BEGIN Records for the exercise
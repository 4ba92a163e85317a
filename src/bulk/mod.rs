//! Bulk administrative operations over many entities.

pub mod orchestrator;
pub mod progress;
mod registry;
pub mod types;

pub use orchestrator::BulkOperationOrchestrator;
pub use progress::{OperationProgressTracker, ProgressCallback, ProgressEvent, ProgressView, SubscriptionId, TrackerError};
pub use types::{
    BulkOperation, BulkStatus, CancelError, OperationId, OperationProgress, OperationResult, OperationType,
    RemoveError, SubmitError, UnitError,
};
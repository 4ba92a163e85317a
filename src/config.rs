use anyhow::{ensure, Result};
use config::{Config, Environment, File};
use serde::{Deserialize, Serialize};
use std::path::Path;

/// Main configuration structure for Shopfloor
#[derive(Debug, Clone, Default, Deserialize, Serialize)]
#[serde(default)]
pub struct ShopfloorConfig {
    /// Orchestration engine settings
    pub engine: EngineConfig,
    /// Logging settings
    pub observability: ObservabilityConfig,
}

#[derive(Debug, Clone, Deserialize, Serialize)]
#[serde(default)]
pub struct EngineConfig {
    /// Worker-pool size per bulk operation
    pub concurrency: usize,
    /// Per-call timeout for remote store calls
    pub gateway_timeout_ms: u64,
    /// Optional whole-batch ceiling; undispatched units fail with BatchTimedOut
    pub batch_timeout_ms: Option<u64>,
    /// Optional cap on remote store calls per second across the gateway
    pub rate_limit_per_second: Option<u32>,
    /// Gateway retry settings (retries are off by default)
    pub retry: RetrySettings,
}

#[derive(Debug, Clone, Deserialize, Serialize)]
#[serde(default)]
pub struct RetrySettings {
    /// Additional attempts after a network failure
    pub max_retries: u32,
    pub base_delay_ms: u64,
    pub max_delay_ms: u64,
}

#[derive(Debug, Clone, Deserialize, Serialize)]
#[serde(default)]
pub struct ObservabilityConfig {
    /// Log level directive, e.g. "info" or "shopfloor=debug"
    pub log_level: String,
    /// Emit JSON lines instead of human-readable output
    pub json_logs: bool,
}

impl Default for EngineConfig {
    fn default() -> Self {
        Self {
            concurrency: 4,
            gateway_timeout_ms: 8_000,
            batch_timeout_ms: None,
            rate_limit_per_second: None,
            retry: RetrySettings::default(),
        }
    }
}

impl Default for RetrySettings {
    fn default() -> Self {
        Self {
            max_retries: 0,
            base_delay_ms: 200,
            max_delay_ms: 5_000,
        }
    }
}

impl Default for ObservabilityConfig {
    fn default() -> Self {
        Self {
            log_level: "info".to_string(),
            json_logs: true,
        }
    }
}

impl EngineConfig {
    pub fn validate(&self) -> Result<()> {
        ensure!(self.concurrency > 0, "engine.concurrency must be at least 1");
        ensure!(self.gateway_timeout_ms > 0, "engine.gateway_timeout_ms must be positive");
        if let Some(batch_timeout_ms) = self.batch_timeout_ms {
            ensure!(batch_timeout_ms > 0, "engine.batch_timeout_ms must be positive when set");
        }
        ensure!(
            self.retry.base_delay_ms <= self.retry.max_delay_ms,
            "engine.retry.base_delay_ms must not exceed engine.retry.max_delay_ms"
        );
        Ok(())
    }
}

impl ShopfloorConfig {
    /// Load configuration from multiple sources with precedence:
    /// 1. Default values
    /// 2. Configuration file (shopfloor.toml, or `path` when given)
    /// 3. Environment variables (prefixed with SHOPFLOOR__, `__` between levels)
    pub fn load_from(path: Option<&Path>) -> Result<Self> {
        let mut builder = Config::builder().add_source(Config::try_from(&ShopfloorConfig::default())?);

        match path {
            Some(path) => {
                builder = builder.add_source(File::from(path));
            }
            None => {
                if Path::new("shopfloor.toml").exists() {
                    builder = builder.add_source(File::with_name("shopfloor"));
                }
            }
        }

        builder = builder.add_source(
            Environment::with_prefix("SHOPFLOOR")
                .prefix_separator("__")
                .separator("__")
                .try_parsing(true),
        );

        let config: ShopfloorConfig = builder.build()?.try_deserialize()?;
        config.engine.validate()?;
        Ok(config)
    }

    pub fn load() -> Result<Self> {
        Self::load_from(None)
    }

    /// Save configuration to file
    pub fn save_to_file<P: AsRef<Path>>(&self, path: P) -> Result<()> {
        let toml_content = toml::to_string_pretty(self)?;
        std::fs::write(path, toml_content)?;
        Ok(())
    }

    /// Load .env file if it exists
    pub fn load_env_file() -> Result<()> {
        if Path::new(".env").exists() {
            dotenvy::dotenv()?;
            tracing::info!("Loaded environment variables from .env file");
        }
        Ok(())
    }
}

/// Global configuration instance
static CONFIG: std::sync::LazyLock<Result<ShopfloorConfig, anyhow::Error>> = std::sync::LazyLock::new(|| {
    // Load .env file first
    let _ = ShopfloorConfig::load_env_file();
    ShopfloorConfig::load()
});

/// Get the global configuration
pub fn config() -> Result<&'static ShopfloorConfig> {
    CONFIG
        .as_ref()
        .map_err(|e| anyhow::anyhow!("Failed to load configuration: {}", e))
}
END Records for the exercise
→ **The task**: What is needed here is the full listing, restated word for word.

→ **Result**:
repository 4ba92a163e85317a
filename src/bulk/mod.rs
//! Bulk administrative operations over many entities.

pub mod orchestrator;
pub mod progress;
mod registry;
pub mod types;

pub use orchestrator::BulkOperationOrchestrator;
pub use progress::{OperationProgressTracker, ProgressCallback, ProgressEvent, ProgressView, SubscriptionId, TrackerError};
pub use types::{
    BulkOperation, BulkStatus, CancelError, OperationId, OperationProgress, OperationResult, OperationType,
    RemoveError, SubmitError, UnitError,
};
repository 4ba92a163e85317a
filename src/config.rs
use anyhow::{ensure, Result};
use config::{Config, Environment, File};
use serde::{Deserialize, Serialize};
use std::path::Path;

/// Main configuration structure for Shopfloor
#[derive(Debug, Clone, Default, Deserialize, Serialize)]
#[serde(default)]
pub struct ShopfloorConfig {
    /// Orchestration engine settings
    pub engine: EngineConfig,
    /// Logging settings
    pub observability: ObservabilityConfig,
}

#[derive(Debug, Clone, Deserialize, Serialize)]
#[serde(default)]
pub struct EngineConfig {
    /// Worker-pool size per bulk operation
    pub concurrency: usize,
    /// Per-call timeout for remote store calls
    pub gateway_timeout_ms: u64,
    /// Optional whole-batch ceiling; undispatched units fail with BatchTimedOut
    pub batch_timeout_ms: Option<u64>,
    /// Optional cap on remote store calls per second across the gateway
    pub rate_limit_per_second: Option<u32>,
    /// Gateway retry settings (retries are off by default)
    pub retry: RetrySettings,
}

#[derive(Debug, Clone, Deserialize, Serialize)]
#[serde(default)]
pub struct RetrySettings {
    /// Additional attempts after a network failure
    pub max_retries: u32,
    pub base_delay_ms: u64,
    pub max_delay_ms: u64,
}

#[derive(Debug, Clone, Deserialize, Serialize)]
#[serde(default)]
pub struct ObservabilityConfig {
    /// Log level directive, e.g. "info" or "shopfloor=debug"
    pub log_level: String,
    /// Emit JSON lines instead of human-readable output
    pub json_logs: bool,
}

impl Default for EngineConfig {
    fn default() -> Self {
        Self {
            concurrency: 4,
            gateway_timeout_ms: 8_000,
            batch_timeout_ms: None,
            rate_limit_per_second: None,
            retry: RetrySettings::default(),
        }
    }
}

impl Default for RetrySettings {
    fn default() -> Self {
        Self {
            max_retries: 0,
            base_delay_ms: 200,
            max_delay_ms: 5_000,
        }
    }
}

impl Default for ObservabilityConfig {
    fn default() -> Self {
        Self {
            log_level: "info".to_string(),
            json_logs: true,
        }
    }
}

impl EngineConfig {
    pub fn validate(&self) -> Result<()> {
        ensure!(self.concurrency > 0, "engine.concurrency must be at least 1");
        ensure!(self.gateway_timeout_ms > 0, "engine.gateway_timeout_ms must be positive");
        if let Some(batch_timeout_ms) = self.batch_timeout_ms {
            ensure!(batch_timeout_ms > 0, "engine.batch_timeout_ms must be positive when set");
        }
        ensure!(
            self.retry.base_delay_ms <= self.retry.max_delay_ms,
            "engine.retry.base_delay_ms must not exceed engine.retry.max_delay_ms"
        );
        Ok(())
    }
}

impl ShopfloorConfig {
    /// Load configuration from multiple sources with precedence:
    /// 1. Default values
    /// 2. Configuration file (shopfloor.toml, or `path` when given)
    /// 3. Environment variables (prefixed with SHOPFLOOR__, `__` between levels)
    pub fn load_from(path: Option<&Path>) -> Result<Self> {
        let mut builder = Config::builder().add_source(Config::try_from(&ShopfloorConfig::default())?);

        match path {
            Some(path) => {
                builder = builder.add_source(File::from(path));
            }
            None => {
                if Path::new("shopfloor.toml").exists() {
                    builder = builder.add_source(File::with_name("shopfloor"));
                }
            }
        }

        builder = builder.add_source(
            Environment::with_prefix("SHOPFLOOR")
                .prefix_separator("__")
                .separator("__")
                .try_parsing(true),
        );

        let config: ShopfloorConfig = builder.build()?.try_deserialize()?;
        config.engine.validate()?;
        Ok(config)
    }

    pub fn load() -> Result<Self> {
        Self::load_from(None)
    }

    /// Save configuration to file
    pub fn save_to_file<P: AsRef<Path>>(&self, path: P) -> Result<()> {
        let toml_content = toml::to_string_pretty(self)?;
        std::fs::write(path, toml_content)?;
        Ok(())
    }

    /// Load .env file if it exists
    pub fn load_env_file() -> Result<()> {
        if Path::new(".env").exists() {
            dotenvy::dotenv()?;
            tracing::info!("Loaded environment variables from .env file");
        }
        Ok(())
    }
}

/// Global configuration instance
static CONFIG: std::sync::LazyLock<Result<ShopfloorConfig, anyhow::Error>> = std::sync::LazyLock::new(|| {
    // Load .env file first
    let _ = ShopfloorConfig::load_env_file();
    ShopfloorConfig::load()
});

/// Get the global configuration
pub fn config() -> Result<&'static ShopfloorConfig> {
    CONFIG
        .as_ref()
        .map_err(|e| anyhow::anyhow!("Failed to load configuration: {}", e))
}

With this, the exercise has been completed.